庚申の祭り

198 ~ 199

かつては六〇日に一度ずつおこなわれていた講も、しだいにおこなう回数が少なくなり、一年の始めか年末だけになってしまったところが多い。当屋(とうや)などとよばれる当番の家に、必要な道具をつぎつぎと回し、祭壇に掛け軸を掛け、供物をあげて読経し拝礼をする。その後酒食をいただきながら夜遅くまでさまざまな話に興ずる。かつては徹夜をしたが、しだいにせいぜい夜中の一二時ぐらいまでで散会することが多くなった。それでも「話はオカノイの晩」ということばは各地で聞くことができ、夜遅くまで起きていた印象は強かった。

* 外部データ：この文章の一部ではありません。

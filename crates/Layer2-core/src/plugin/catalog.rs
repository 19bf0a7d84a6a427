//! Plugin Catalog - 로드 가능한 extension 모듈 목록
//!
//! 점(.)으로 구분된 path 로 모듈 팩토리를 찾습니다. `plugins.` 아래의
//! 모듈만 발견 대상이며, 설정의 `plugins.enabled` 로 로드 대상을 고릅니다.

use super::traits::Extension;
use hangar_foundation::{Error, Result};
use parking_lot::Mutex;
use std::collections::{BTreeMap, HashSet};
use std::sync::Arc;
use tracing::{debug, info, warn};

/// 발견 대상 루트
pub const PLUGIN_ROOT: &str = "plugins";

/// 모듈 팩토리 (호출할 때마다 새 인스턴스)
pub type ExtensionFactory = Arc<dyn Fn() -> Box<dyn Extension> + Send + Sync>;

/// 플러그인 이름 → path (`plugins.<name>`)
pub fn module_path(name: &str) -> String {
    format!("{}.{}", PLUGIN_ROOT, name)
}

/// 발견 규칙
///
/// - `_` 또는 `.` 로 시작하는 segment 는 제외
/// - 하위 모듈 이름은 상위 폴더 이름으로 시작해야 함
fn is_discoverable(name: &str) -> bool {
    let segments: Vec<&str> = name.split('.').collect();

    if segments
        .iter()
        .any(|s| s.is_empty() || s.starts_with('_') || s.starts_with('.'))
    {
        return false;
    }

    segments
        .windows(2)
        .all(|pair| pair[1].starts_with(pair[0]))
}

/// 모듈 카탈로그
#[derive(Default)]
pub struct PluginCatalog {
    factories: BTreeMap<String, ExtensionFactory>,

    /// 한 번 이상 실행된 path (importing / reloading 구분)
    executed: Mutex<HashSet<String>>,
}

impl PluginCatalog {
    pub fn new() -> Self {
        Self::default()
    }

    /// 모듈 추가 (builder)
    pub fn with<F>(mut self, path: impl Into<String>, factory: F) -> Self
    where
        F: Fn() -> Box<dyn Extension> + Send + Sync + 'static,
    {
        self.insert(path, factory);
        self
    }

    /// 모듈 추가 (같은 path 는 교체)
    pub fn insert<F>(&mut self, path: impl Into<String>, factory: F)
    where
        F: Fn() -> Box<dyn Extension> + Send + Sync + 'static,
    {
        self.factories.insert(path.into(), Arc::new(factory));
    }

    pub fn contains(&self, path: &str) -> bool {
        self.factories.contains_key(path)
    }

    /// 등록된 전체 path
    pub fn paths(&self) -> Vec<String> {
        self.factories.keys().cloned().collect()
    }

    pub fn has_executed(&self, path: &str) -> bool {
        self.executed.lock().contains(path)
    }

    /// 모듈 인스턴스 생성 (import / reload)
    pub fn instantiate(&self, path: &str) -> Result<Box<dyn Extension>> {
        let factory = self
            .factories
            .get(path)
            .ok_or_else(|| Error::import(path, format!("no module named {}", path)))?;

        if self.executed.lock().insert(path.to_string()) {
            debug!("importing {}", path);
        } else {
            debug!("reloading {}", path);
        }

        Ok(factory())
    }

    // ========================================================================
    // 발견 / 선택
    // ========================================================================

    /// `plugins.` 아래 발견 가능한 플러그인 이름 (루트 제외, 정렬)
    pub fn retrieve_all(&self) -> Vec<String> {
        let prefix = format!("{}.", PLUGIN_ROOT);
        self.factories
            .keys()
            .filter_map(|path| path.strip_prefix(&prefix))
            .filter(|name| is_discoverable(name))
            .map(String::from)
            .collect()
    }

    /// 설정된 플러그인 이름 선택
    ///
    /// `enabled` 가 None 이면 발견된 전체. 각 항목은 `plugins.<found>` 가
    /// `.<configured>` 로 끝나는 발견 항목과 매칭됩니다. 결과는 설정 순서.
    pub fn configured(&self, enabled: Option<&[String]>) -> Vec<String> {
        let found = self.retrieve_all();
        let Some(enabled) = enabled else {
            return found;
        };

        let mut selected: Vec<String> = Vec::new();
        for configured in enabled {
            let suffix = format!(".{}", configured);
            let matches: Vec<&String> = found
                .iter()
                .filter(|name| module_path(name).ends_with(&suffix))
                .collect();

            match matches.as_slice() {
                [] => warn!("{} could not be found", configured),
                [name] => {
                    if !selected.contains(*name) {
                        selected.push((*name).clone());
                    }
                }
                many => warn!(
                    "{} is ambiguous, matches {}",
                    configured,
                    many.iter().map(|s| s.as_str()).collect::<Vec<_>>().join(", ")
                ),
            }
        }

        let excluded: Vec<&str> = found
            .iter()
            .filter(|name| !selected.contains(*name))
            .map(String::as_str)
            .collect();
        if !excluded.is_empty() {
            info!("excluded {} plugin(s): {}", excluded.len(), excluded.join(", "));
        }

        selected
    }
}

 栗田では講のときには米を各家々から集め、当番の家では風呂をわかしておいて、来た人から順番に入ったという。日方ではマメエリ(豆煎)を食べてお茶を飲んだが、庚申様はこどもが多いので、豆のように数の多いものがよいのだといわれた。煎り豆は塚本や古森沢や岡田などでも供えたり食べたりした。古森沢ではこの夜のオカノエの御飯は山盛りにした。それで、山盛りの御飯をオカノエノゴハンとよんでいるという。夜中の一二時を過ぎるころにオハギを作った。それを食べて残りはゴク(御供)といって家にもちかえったという。岡田では当番の家をクジドといい、集めた米で夕飯をふるまうが、芋汁でたらふくいただいたものであったという。花立ではクイドといって大食会をしたという。また、大数珠を回して念仏を唱えたあとで、大数珠の引きっくらをしたものであったという。

 このような祭りもしだいにおこなわれなくなった。おこなっているところでも会場を公民館にしたり、お茶を飲みあうだけにしたり、あるいは積立貯金をしておいて、旅行などをするだけになったところもある。